March 9, 2012 Leave a comment
Priests: The Hands of Christ in a Broken World.
The church in Bethlehem had survived more than 1,000 years, through wars and conquests, but its future now seemed in jeopardy. Spray-painted all over its ancient stone walls were the Arabic letters for Hamas. The year was 1994 and the city was about to pass from Israeli to Palestinian control. I was meeting with the church’s clergy as an Israeli government adviser on inter-religious affairs. They were despondent but too frightened to file a complaint. The same Hamas thugs who had desecrated their sanctuary were liable to take their lives.
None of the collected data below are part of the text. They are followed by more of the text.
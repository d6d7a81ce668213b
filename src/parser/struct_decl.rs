//! Struct declaration and definition parsing.

use super::{ParseError, Parser};
use crate::ast::{slot_size, Decl, StructDef};
use crate::token::TokenKind;

impl Parser {
    /// `Name : struct ;` (forward declaration) or
    /// `Name : struct { field_decl* }` (full definition). The `struct`
    /// keyword has already been consumed by the caller.
    pub(super) fn parse_struct(&mut self, name: String) -> Result<(), ParseError> {
        let line = self.current_line();
        self.advance(); // consume 'struct'

        if self.check(&TokenKind::Semicolon) {
            self.advance();
            if !self.structs.contains(&name) {
                self.structs.insert(StructDef {
                    name,
                    complete: false,
                    size: 0,
                    fields: Vec::new(),
                });
            }
            return Ok(());
        }

        if let Some(existing) = self.structs.get(&name) {
            if existing.complete {
                return Err(ParseError::new(
                    format!("struct '{name}' is already fully defined"),
                    line,
                ));
            }
        }

        self.expect(TokenKind::LBrace)?;
        let mut fields = Vec::new();
        let mut offset = 0u32;
        while !self.check(&TokenKind::RBrace) {
            let field_line = self.current_line();
            let field_name = self.expect_identifier()?;
            self.expect(TokenKind::Colon)?;
            let field_type = self.parse_datatype()?;
            self.expect(TokenKind::Semicolon)?;

            if field_type.is_struct_value() && field_type.struct_name() == Some(name.as_str()) {
                return Err(ParseError::new(
                    format!("struct '{name}' cannot contain itself by value"),
                    field_line,
                ));
            }

            let size = slot_size(&field_type, &self.structs);
            fields.push(Decl {
                name: field_name,
                datatype: field_type,
                slot: offset,
            });
            offset += size;
        }
        self.expect(TokenKind::RBrace)?;

        let def = StructDef {
            name: name.clone(),
            complete: true,
            size: offset,
            fields,
        };
        tracing::debug!("{name} is {offset}");
        if let Some(slot) = self.structs.get_mut(&name) {
            *slot = def;
        } else {
            self.structs.insert(def);
        }
        Ok(())
    }
}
The trauma of those priests is now commonplace among Middle Eastern Christians. Their share of the region’s population has plunged from 20% a century ago to less than 5% today and falling. In Egypt, 200,000 Coptic Christians fled their homes last year after beatings and massacres by Muslim extremist mobs. Since 2003, 70 Iraqi churches have been burned and nearly a thousand Christians killed in Baghdad alone, causing more than half of this million-member community to flee. Conversion to Christianity is a capital offense in Iran, where last month Pastor Yousef Nadarkhani was sentenced to death. Saudi Arabia outlaws private Christian prayer.
As 800,000 Jews were once expelled from Arab countries, so are Christians being forced from lands they’ve inhabited for centuries.
The only place in the Middle East where Christians aren’t endangered but flourishing is Israel. Since Israel’s founding in 1948, its Christian communities (including Russian and Greek Orthodox, Catholics, Armenians and Protestants) have expanded more than 1,000%.
Christians are prominent in all aspects of Israeli life, serving in the Knesset, the Foreign Ministry and on the Supreme Court. They are exempt from military service, but thousands have volunteered and been sworn in on special New Testaments printed in Hebrew. Israeli Arab Christians are on average more affluent than Israeli Jews and better-educated, even scoring higher on their SATs.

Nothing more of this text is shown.